= Action item =
Output all of the entries exactly as written.

● ● ● ● ●

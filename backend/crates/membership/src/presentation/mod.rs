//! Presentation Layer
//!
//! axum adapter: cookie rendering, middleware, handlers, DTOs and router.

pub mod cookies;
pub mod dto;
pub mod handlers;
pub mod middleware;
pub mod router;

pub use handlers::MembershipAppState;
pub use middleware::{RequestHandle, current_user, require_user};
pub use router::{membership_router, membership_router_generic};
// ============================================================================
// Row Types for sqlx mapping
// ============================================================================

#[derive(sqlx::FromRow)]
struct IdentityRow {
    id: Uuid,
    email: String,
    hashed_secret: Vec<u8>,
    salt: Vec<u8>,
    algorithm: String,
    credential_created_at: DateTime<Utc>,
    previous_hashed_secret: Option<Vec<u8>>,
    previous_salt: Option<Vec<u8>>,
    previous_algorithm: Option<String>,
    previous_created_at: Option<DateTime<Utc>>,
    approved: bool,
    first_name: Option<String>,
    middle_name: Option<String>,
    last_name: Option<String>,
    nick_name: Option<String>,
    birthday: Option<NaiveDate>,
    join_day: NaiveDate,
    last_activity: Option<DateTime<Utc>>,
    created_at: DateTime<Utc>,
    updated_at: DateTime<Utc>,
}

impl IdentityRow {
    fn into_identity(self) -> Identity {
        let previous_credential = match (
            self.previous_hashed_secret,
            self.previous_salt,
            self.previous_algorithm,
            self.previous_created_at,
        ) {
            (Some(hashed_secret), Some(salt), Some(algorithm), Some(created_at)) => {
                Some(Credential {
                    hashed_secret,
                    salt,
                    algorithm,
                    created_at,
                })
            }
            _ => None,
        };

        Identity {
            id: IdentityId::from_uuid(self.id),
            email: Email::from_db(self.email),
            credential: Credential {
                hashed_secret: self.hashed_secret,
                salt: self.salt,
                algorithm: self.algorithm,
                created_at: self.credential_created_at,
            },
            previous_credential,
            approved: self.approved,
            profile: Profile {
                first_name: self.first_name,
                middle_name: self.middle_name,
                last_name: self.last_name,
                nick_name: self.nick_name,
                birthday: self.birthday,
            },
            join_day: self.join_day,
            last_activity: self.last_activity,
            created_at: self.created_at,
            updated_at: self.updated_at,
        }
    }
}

● ● ● ● ●

= Result of the task =
filename backend/crates/membership/src/presentation/mod.rs
//! Presentation Layer
//!
//! axum adapter: cookie rendering, middleware, handlers, DTOs and router.

pub mod cookies;
pub mod dto;
pub mod handlers;
pub mod middleware;
pub mod router;

pub use handlers::MembershipAppState;
pub use middleware::{RequestHandle, current_user, require_user};
pub use router::{membership_router, membership_router_generic};
// ============================================================================
// Row Types for sqlx mapping
// ============================================================================

#[derive(sqlx::FromRow)]
struct IdentityRow {
    id: Uuid,
    email: String,
    hashed_secret: Vec<u8>,
    salt: Vec<u8>,
    algorithm: String,
    credential_created_at: DateTime<Utc>,
    previous_hashed_secret: Option<Vec<u8>>,
    previous_salt: Option<Vec<u8>>,
    previous_algorithm: Option<String>,
    previous_created_at: Option<DateTime<Utc>>,
    approved: bool,
    first_name: Option<String>,
    middle_name: Option<String>,
    last_name: Option<String>,
    nick_name: Option<String>,
    birthday: Option<NaiveDate>,
    join_day: NaiveDate,
    last_activity: Option<DateTime<Utc>>,
    created_at: DateTime<Utc>,
    updated_at: DateTime<Utc>,
}

impl IdentityRow {
    fn into_identity(self) -> Identity {
        let previous_credential = match (
            self.previous_hashed_secret,
            self.previous_salt,
            self.previous_algorithm,
            self.previous_created_at,
        ) {
            (Some(hashed_secret), Some(salt), Some(algorithm), Some(created_at)) => {
                Some(Credential {
                    hashed_secret,
                    salt,
                    algorithm,
                    created_at,
                })
            }
            _ => None,
        };

        Identity {
            id: IdentityId::from_uuid(self.id),
            email: Email::from_db(self.email),
            credential: Credential {
                hashed_secret: self.hashed_secret,
                salt: self.salt,
                algorithm: self.algorithm,
                created_at: self.credential_created_at,
            },
            previous_credential,
            approved: self.approved,
            profile: Profile {
                first_name: self.first_name,
                middle_name: self.middle_name,
                last_name: self.last_name,
                nick_name: self.nick_name,
                birthday: self.birthday,
            },
            join_day: self.join_day,
            last_activity: self.last_activity,
            created_at: self.created_at,
            updated_at: self.updated_at,
        }
    }
}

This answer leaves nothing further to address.